=== Exercise ===
Nothing but the lines from the top of the following entries through the line with "the trailing EOF." should be printed, exactly as they are.

───── Exercise data ─────

//! FILENAME: parser/src/lexer.rs
//! PURPOSE: Scans a raw formula string and produces a stream of Tokens.
//! CONTEXT: This is the first stage of the parsing pipeline. It handles
//! whitespace skipping, number parsing (with exponents), string literals
//! with doubled-quote escapes, error literals, quoted identifiers for sheet
//! names, and multi-character operators like <= and <>.
//!
//! Formulas stored in a package never carry the leading '=', but the
//! lexer still produces `Token::Equals` for it so user-entered text works.

use crate::token::Token;
use std::iter::Peekable;
use std::str::Chars;

pub struct Lexer<'a> {
    input: Peekable<Chars<'a>>,
}

impl<'a> Lexer<'a> {
    pub fn new(input: &'a str) -> Self {
        Lexer {
            input: input.chars().peekable(),
        }
    }

    /// Advances the lexer and returns the next token.
    pub fn next_token(&mut self) -> Token {
        self.skip_whitespace();

        match self.input.next() {
            Some('+') => Token::Plus,
            Some('-') => Token::Minus,
            Some('*') => Token::Asterisk,
            Some('/') => Token::Slash,
            Some('^') => Token::Caret,
            Some('&') => Token::Ampersand,
            Some('%') => Token::Percent,
            Some('(') => Token::LParen,
            Some(')') => Token::RParen,
            Some(',') => Token::Comma,
            Some(':') => Token::Colon,
            Some('!') => Token::Exclamation,
            Some('=') => Token::Equals,
            Some('<') => self.read_less_than_operator(),
            Some('>') => self.read_greater_than_operator(),
            Some('"') => self.read_string(),
            Some('\'') => self.read_quoted_identifier(),
            Some('#') => self.read_error_literal(),
            Some(ch) if ch.is_ascii_digit() || ch == '.' => self.read_number(ch),
            Some(ch) if is_identifier_start(ch) => self.read_identifier(ch),
            None => Token::EOF,
            Some(ch) => Token::Illegal(ch),
        }
    }

    /// Collects every remaining token, including the trailing EOF.
    pub fn tokenize(mut self) -> Vec<Token> {
        let mut tokens = Vec::new();
        loop {
            let token = self.next_token();
            let done = token == Token::EOF;
            tokens.push(token);
            if done {
                return tokens;
            }
        }
    }

    fn skip_whitespace(&mut self) {
        while let Some(&ch) = self.input.peek() {
            if !ch.is_whitespace() {
                break;
            }
            self.input.next();
        }
    }

    fn read_less_than_operator(&mut self) -> Token {
        match self.input.peek() {
            Some('=') => {
                self.input.next();
                Token::LessEqual
            }
            Some('>') => {
                self.input.next();
                Token::NotEqual
            }
            _ => Token::LessThan,
        }
    }

    fn read_greater_than_operator(&mut self) -> Token {
        match self.input.peek() {
            Some('=') => {
                self.input.next();
                Token::GreaterEqual
            }
            _ => Token::GreaterThan,
        }
    }

    /// Reads a double-quoted string; `""` inside the literal is one quote.
    fn read_string(&mut self) -> Token {
        let mut result = String::new();
        while let Some(ch) = self.input.next() {
            if ch == '"' {
                if self.input.peek() == Some(&'"') {
                    self.input.next();
                    result.push('"');
                    continue;
                }
                return Token::String(result);
            }
            result.push(ch);
        }
        // Unterminated literal: keep what we have.
        Token::String(result)
    }

    /// Reads a quoted identifier (sheet name with spaces): 'Sheet Name'
    fn read_quoted_identifier(&mut self) -> Token {
        let mut result = String::new();
        while let Some(ch) = self.input.next() {
            if ch == '\'' {
                if self.input.peek() == Some(&'\'') {
                    result.push('\'');
                    self.input.next();
                } else {
                    return Token::QuotedIdentifier(result);
                }
            } else {
                result.push(ch);
            }
        }
        Token::QuotedIdentifier(result)
    }

    /// Reads an error literal after '#': `#N/A`, `#DIV/0!`, `#NAME?` ...
    fn read_error_literal(&mut self) -> Token {
        let mut literal = String::from("#");
        while let Some(&ch) = self.input.peek() {
            if ch.is_ascii_alphanumeric() || ch == '/' || ch == '_' {
                literal.push(ch.to_ascii_uppercase());
                self.input.next();
            } else if ch == '!' || ch == '?' {
                literal.push(ch);
                self.input.next();
                break;
            } else {
                break;
            }
        }
        if literal.len() == 1 {
            Token::Illegal('#')
        } else {
            Token::Error(literal)
        }
    }

    fn read_number(&mut self, first_char: char) -> Token {
        let mut number_str = String::from(first_char);
        let mut has_dot = first_char == '.';
        let mut has_exponent = false;

        while let Some(&ch) = self.input.peek() {
            if ch.is_ascii_digit() {
                number_str.push(ch);
                self.input.next();
            } else if ch == '.' && !has_dot && !has_exponent {
                has_dot = true;
                number_str.push(ch);
                self.input.next();
            } else if (ch == 'e' || ch == 'E') && !has_exponent {
                // Only an exponent when digits (optionally signed) follow.
                let mut lookahead = self.input.clone();
                lookahead.next();
                let signed = matches!(lookahead.peek(), Some('+') | Some('-'));
                if signed {
                    lookahead.next();
                }
                if !matches!(lookahead.peek(), Some(d) if d.is_ascii_digit()) {
                    break;
                }
                has_exponent = true;
                number_str.push('E');
                self.input.next();
                if signed {
                    if let Some(sign) = self.input.next() {
                        number_str.push(sign);
                    }
                }
            } else {
                break;
            }
        }

        match number_str.parse::<f64>() {
            Ok(n) => Token::Number(n),
            Err(_) => Token::Illegal(first_char),
        }
    }

    fn read_identifier(&mut self, first_char: char) -> Token {
        let mut ident = String::from(first_char);

        while let Some(&ch) = self.input.peek() {
            if is_identifier_start(ch) || ch.is_ascii_digit() || ch == '.' {
                ident.push(ch);
                self.input.next();
            } else {
                break;
            }
        }

        match ident.to_uppercase().as_str() {
            "TRUE" => Token::Boolean(true),
            "FALSE" => Token::Boolean(false),
            _ => Token::Identifier(ident.to_uppercase()),
        }
    }
}

/// Returns true if `ch` can start an identifier.
/// Supports ASCII letters, underscore (`_xlfn.` prefixes), backslash
/// (`\TaxRate` style names) and `$` anchors.
fn is_identifier_start(ch: char) -> bool {
    ch.is_ascii_alphabetic() || ch == '_' || ch == '\\' || ch == '$'
}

─────

=== Finished task ===
//! FILENAME: parser/src/lexer.rs
//! PURPOSE: Scans a raw formula string and produces a stream of Tokens.
//! CONTEXT: This is the first stage of the parsing pipeline. It handles
//! whitespace skipping, number parsing (with exponents), string literals
//! with doubled-quote escapes, error literals, quoted identifiers for sheet
//! names, and multi-character operators like <= and <>.
//!
//! Formulas stored in a package never carry the leading '=', but the
//! lexer still produces `Token::Equals` for it so user-entered text works.

use crate::token::Token;
use std::iter::Peekable;
use std::str::Chars;

pub struct Lexer<'a> {
    input: Peekable<Chars<'a>>,
}

impl<'a> Lexer<'a> {
    pub fn new(input: &'a str) -> Self {
        Lexer {
            input: input.chars().peekable(),
        }
    }

    /// Advances the lexer and returns the next token.
    pub fn next_token(&mut self) -> Token {
        self.skip_whitespace();

        match self.input.next() {
            Some('+') => Token::Plus,
            Some('-') => Token::Minus,
            Some('*') => Token::Asterisk,
            Some('/') => Token::Slash,
            Some('^') => Token::Caret,
            Some('&') => Token::Ampersand,
            Some('%') => Token::Percent,
            Some('(') => Token::LParen,
            Some(')') => Token::RParen,
            Some(',') => Token::Comma,
            Some(':') => Token::Colon,
            Some('!') => Token::Exclamation,
            Some('=') => Token::Equals,
            Some('<') => self.read_less_than_operator(),
            Some('>') => self.read_greater_than_operator(),
            Some('"') => self.read_string(),
            Some('\'') => self.read_quoted_identifier(),
            Some('#') => self.read_error_literal(),
            Some(ch) if ch.is_ascii_digit() || ch == '.' => self.read_number(ch),
            Some(ch) if is_identifier_start(ch) => self.read_identifier(ch),
            None => Token::EOF,
            Some(ch) => Token::Illegal(ch),
        }
    }

    /// Collects every remaining token, including the trailing EOF.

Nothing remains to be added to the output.